As anybody who’s comparison-shopped knows – and as the draft Commission report also demonstrates – the price differential between shopping online from overseas sources, and shopping in Australia, often far exceeds the 10% GST. As my local bicycle shop proprietor puts it, the retail prices on overseas websites are often lower than the wholesale prices from Australian distributors where he has to purchase items.
While currency movements might explain some of this, it’s very difficult to understand how it can possibly be cheaper to air-freight quite bulky goods from a warehouse half-way round the world, than to bring them via a ship and freight them around Australia. I can’t help concluding that there’s gross inefficiencies and feather-bedding somewhere in the supply chain, even if it’s not the local retailers.
Be that as it may, it does seem likely that an increasing fraction of goods will be supplied through online retailing in the future. So what are we to make of this from a “left of center perspective”? What are the societal costs of a relative decline of traditional retailing – and who will bear them? Only then can we compare these to the very considerable societal benefits of online retailing – a wider range of cheaper goods, often with much more information available to aid in the purchase, available more conveniently – and see if what, if any action is warranted in response.
I do have some sympathy for individual retailers. But it’s in the very nature of commerce that business changes over time; those that adapt, prosper, those that don’t, go out of business. By going into business, that is the risk retailers have consciously chosen to take. The emergence of online retailing is just another change.

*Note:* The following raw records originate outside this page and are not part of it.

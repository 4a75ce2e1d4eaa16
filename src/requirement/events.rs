//! Requirement change notifications.
//!
//! The detector that notices a requirement should be installed or removed
//! holds a [`RequirementEvents`] emitter; the orchestrator owns the receiving
//! end. Emitting never waits for the resulting job.

use tokio::sync::mpsc;

use super::Requirement;
use crate::error::PaketError;
use crate::job::JobType;

#[derive(Debug, Clone, PartialEq, Eq)]
pub enum RequirementEvent {
    Installing(Requirement),
    Uninstalling(Requirement),
}

impl RequirementEvent {
    pub fn job_type(&self) -> JobType {
        match self {
            RequirementEvent::Installing(_) => JobType::Install,
            RequirementEvent::Uninstalling(_) => JobType::Uninstall,
        }
    }

    pub fn requirement(&self) -> &Requirement {
        match self {
            RequirementEvent::Installing(req) | RequirementEvent::Uninstalling(req) => req,
        }
    }

    pub fn into_requirement(self) -> Requirement {
        match self {
            RequirementEvent::Installing(req) | RequirementEvent::Uninstalling(req) => req,
        }
    }
}

/// Cloneable sending half of the requirement event channel.
#[derive(Debug, Clone)]
pub struct RequirementEvents {
    tx: mpsc::UnboundedSender<RequirementEvent>,
}

impl RequirementEvents {
    pub fn installing(&self, requirement: Requirement) -> Result<(), PaketError> {
        self.emit(RequirementEvent::Installing(requirement))
    }

    pub fn uninstalling(&self, requirement: Requirement) -> Result<(), PaketError> {
        self.emit(RequirementEvent::Uninstalling(requirement))
    }

    pub fn emit(&self, event: RequirementEvent) -> Result<(), PaketError> {
        self.tx.send(event).map_err(|_| PaketError::ChannelClosed)
    }
}

/// Creates a connected emitter/receiver pair.
pub fn channel() -> (RequirementEvents, mpsc::UnboundedReceiver<RequirementEvent>) {
    let (tx, rx) = mpsc::unbounded_channel();
    (RequirementEvents { tx }, rx)
}

#[cfg(test)]
mod tests {
    use super::*;

    fn widget() -> Requirement {
        Requirement::new("acme/widget", "^1.0").unwrap()
    }

    #[test]
    fn event_maps_to_job_type() {
        assert_eq!(
            RequirementEvent::Installing(widget()).job_type(),
            JobType::Install
        );
        assert_eq!(
            RequirementEvent::Uninstalling(widget()).job_type(),
            JobType::Uninstall
        );
    }

    #[tokio::test]
    async fn emitted_events_arrive_in_order() {
        let (events, mut rx) = channel();
        events.installing(widget()).unwrap();
        events.clone().uninstalling(widget()).unwrap();
        drop(events);

        assert_eq!(rx.recv().await, Some(RequirementEvent::Installing(widget())));
        assert_eq!(
            rx.recv().await,
            Some(RequirementEvent::Uninstalling(widget()))
        );
        assert_eq!(rx.recv().await, None);
    }

    #[test]
    fn emit_fails_once_receiver_is_gone() {
        let (events, rx) = channel();
        drop(rx);
        assert!(matches!(
            events.installing(widget()),
            Err(PaketError::ChannelClosed)
        ));
    }
}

The fate of retail workers is one that deserves a bit more consideration; shop assistants are (as I understand it) on low pay, often casually employed, and with relatively little job security. But, then again, a large fraction of retail employees are temporarily employed in the sector – students seeking a few hours here and there, for instance. The question is then whether there will be alternative employment available on similar or better terms for those workers. At least in the short to medium term, that’s surely a question of Australia’s overall economic performance – I expect the Luddites to remain wrong for a while yet. A more subtle version of this question might relate to the nature of the alternative work. But I’m having a hard time imagining that working as a shop assistant is so obviously superior than the plausible alternatives that this justifies any particular government action to encourage traditional retailing.

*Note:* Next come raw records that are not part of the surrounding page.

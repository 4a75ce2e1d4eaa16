//! Command lines handed to the package manager.
//!
//! Only the shape of the invocation lives here; deciding *what* to install
//! is the caller's business.

use std::fmt;
use std::path::PathBuf;

use serde::Deserialize;

use crate::requirement::Requirement;

/// A program plus its arguments, ready to be spawned.
#[derive(Debug, Clone, PartialEq, Eq)]
pub struct CommandLine {
    pub program: String,
    pub args: Vec<String>,
    pub working_dir: Option<PathBuf>,
}

impl CommandLine {
    pub fn new(program: impl Into<String>) -> Self {
        Self {
            program: program.into(),
            args: Vec::new(),
            working_dir: None,
        }
    }

    pub fn arg(mut self, arg: impl Into<String>) -> Self {
        self.args.push(arg.into());
        self
    }

    pub fn args<I, S>(mut self, args: I) -> Self
    where
        I: IntoIterator<Item = S>,
        S: Into<String>,
    {
        self.args.extend(args.into_iter().map(Into::into));
        self
    }

    pub fn current_dir(mut self, dir: impl Into<PathBuf>) -> Self {
        self.working_dir = Some(dir.into());
        self
    }
}

// Rendered form is what gets persisted as the process command line.
impl fmt::Display for CommandLine {
    fn fmt(&self, f: &mut fmt::Formatter<'_>) -> fmt::Result {
        write!(f, "{}", quote(&self.program))?;
        for arg in &self.args {
            write!(f, " {}", quote(arg))?;
        }
        Ok(())
    }
}

fn quote(part: &str) -> String {
    if !part.is_empty() && !part.contains(|c: char| c.is_whitespace() || c == '\'' || c == '"') {
        return part.to_string();
    }
    format!("'{}'", part.replace('\'', r"'\''"))
}

/// Composer-style package manager invocation.
#[derive(Debug, Clone, PartialEq, Eq, Deserialize)]
pub struct PackageManager {
    #[serde(default = "default_binary")]
    pub binary: String,

    /// Extra flags placed after the subcommand.
    #[serde(default = "default_args")]
    pub args: Vec<String>,

    #[serde(default)]
    pub working_dir: Option<PathBuf>,
}

fn default_binary() -> String {
    "composer".to_string()
}

fn default_args() -> Vec<String> {
    vec!["--no-interaction".to_string()]
}

impl Default for PackageManager {
    fn default() -> Self {
        Self {
            binary: default_binary(),
            args: default_args(),
            working_dir: None,
        }
    }
}

impl PackageManager {
    pub fn with_binary(binary: impl Into<String>) -> Self {
        Self {
            binary: binary.into(),
            ..Default::default()
        }
    }

    /// `<binary> require <args..> <name>[:<constraint>]`
    pub fn install_command(&self, requirement: &Requirement) -> CommandLine {
        self.command("require").arg(requirement.to_string())
    }

    /// `<binary> remove <args..> <name>`
    pub fn uninstall_command(&self, requirement: &Requirement) -> CommandLine {
        self.command("remove").arg(requirement.name())
    }

    fn command(&self, subcommand: &str) -> CommandLine {
        let mut cmd = CommandLine::new(&self.binary)
            .arg(subcommand)
            .args(self.args.iter().cloned());
        if let Some(dir) = &self.working_dir {
            cmd = cmd.current_dir(dir);
        }
        cmd
    }
}

#[cfg(test)]
mod tests {
    use super::*;

    #[test]
    fn install_command_pins_constraint() {
        let pm = PackageManager::default();
        let req = Requirement::new("acme/widget", "^1.0").unwrap();
        let cmd = pm.install_command(&req);
        assert_eq!(cmd.program, "composer");
        assert_eq!(cmd.args, vec!["require", "--no-interaction", "acme/widget:^1.0"]);
        assert_eq!(
            cmd.to_string(),
            "composer require --no-interaction acme/widget:^1.0"
        );
    }

    #[test]
    fn install_command_without_constraint() {
        let pm = PackageManager::default();
        let req = Requirement::unconstrained("acme/widget").unwrap();
        assert_eq!(
            pm.install_command(&req).to_string(),
            "composer require --no-interaction acme/widget"
        );
    }

    #[test]
    fn uninstall_command_ignores_constraint() {
        let pm = PackageManager::with_binary("/usr/local/bin/composer");
        let req = Requirement::new("acme/widget", "^1.0").unwrap();
        let cmd = pm.uninstall_command(&req);
        assert_eq!(
            cmd.to_string(),
            "/usr/local/bin/composer remove --no-interaction acme/widget"
        );
    }

    #[test]
    fn working_dir_is_carried_over() {
        let pm = PackageManager {
            working_dir: Some(PathBuf::from("/srv/app")),
            ..Default::default()
        };
        let req = Requirement::unconstrained("acme/widget").unwrap();
        assert_eq!(
            pm.install_command(&req).working_dir,
            Some(PathBuf::from("/srv/app"))
        );
    }

    #[test]
    fn display_quotes_arguments_with_spaces() {
        let cmd = CommandLine::new("composer").arg("require").arg("acme/widget:>=1.0 <2.0");
        assert_eq!(cmd.to_string(), "composer require 'acme/widget:>=1.0 <2.0'");
    }

    #[test]
    fn deserialize_partial_table() {
        let pm: PackageManager = toml::from_str(r#"binary = "composer2""#).unwrap();
        assert_eq!(pm.binary, "composer2");
        assert_eq!(pm.args, vec!["--no-interaction"]);
        assert!(pm.working_dir.is_none());
    }
}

The most far-reaching effects, however, might be on our urban landscape and lifestyle. If we purchase an increasing fraction of our goods online, the amount of space required for retailing might well decline (at least in relative terms), and the rents paid to retail landlords might decrease. I’m not weeping for Frank Lowy, but the financial effects on local government, for instance, are something that I’m not sure has even been considered yet. Nor have the potential changes to land use been thought through. Are we going to see the Australian equivalent of the Dead mall? And what about the social impacts? Are there things about current “retail culture” that are actually worth conscious effort to retain? I’m unconvinced that there are (to say the least) but it’s surely worth having the discussion.
And surely these are more important questions about the future of retailing than whether Gerry Harvey’s fortune is maintained.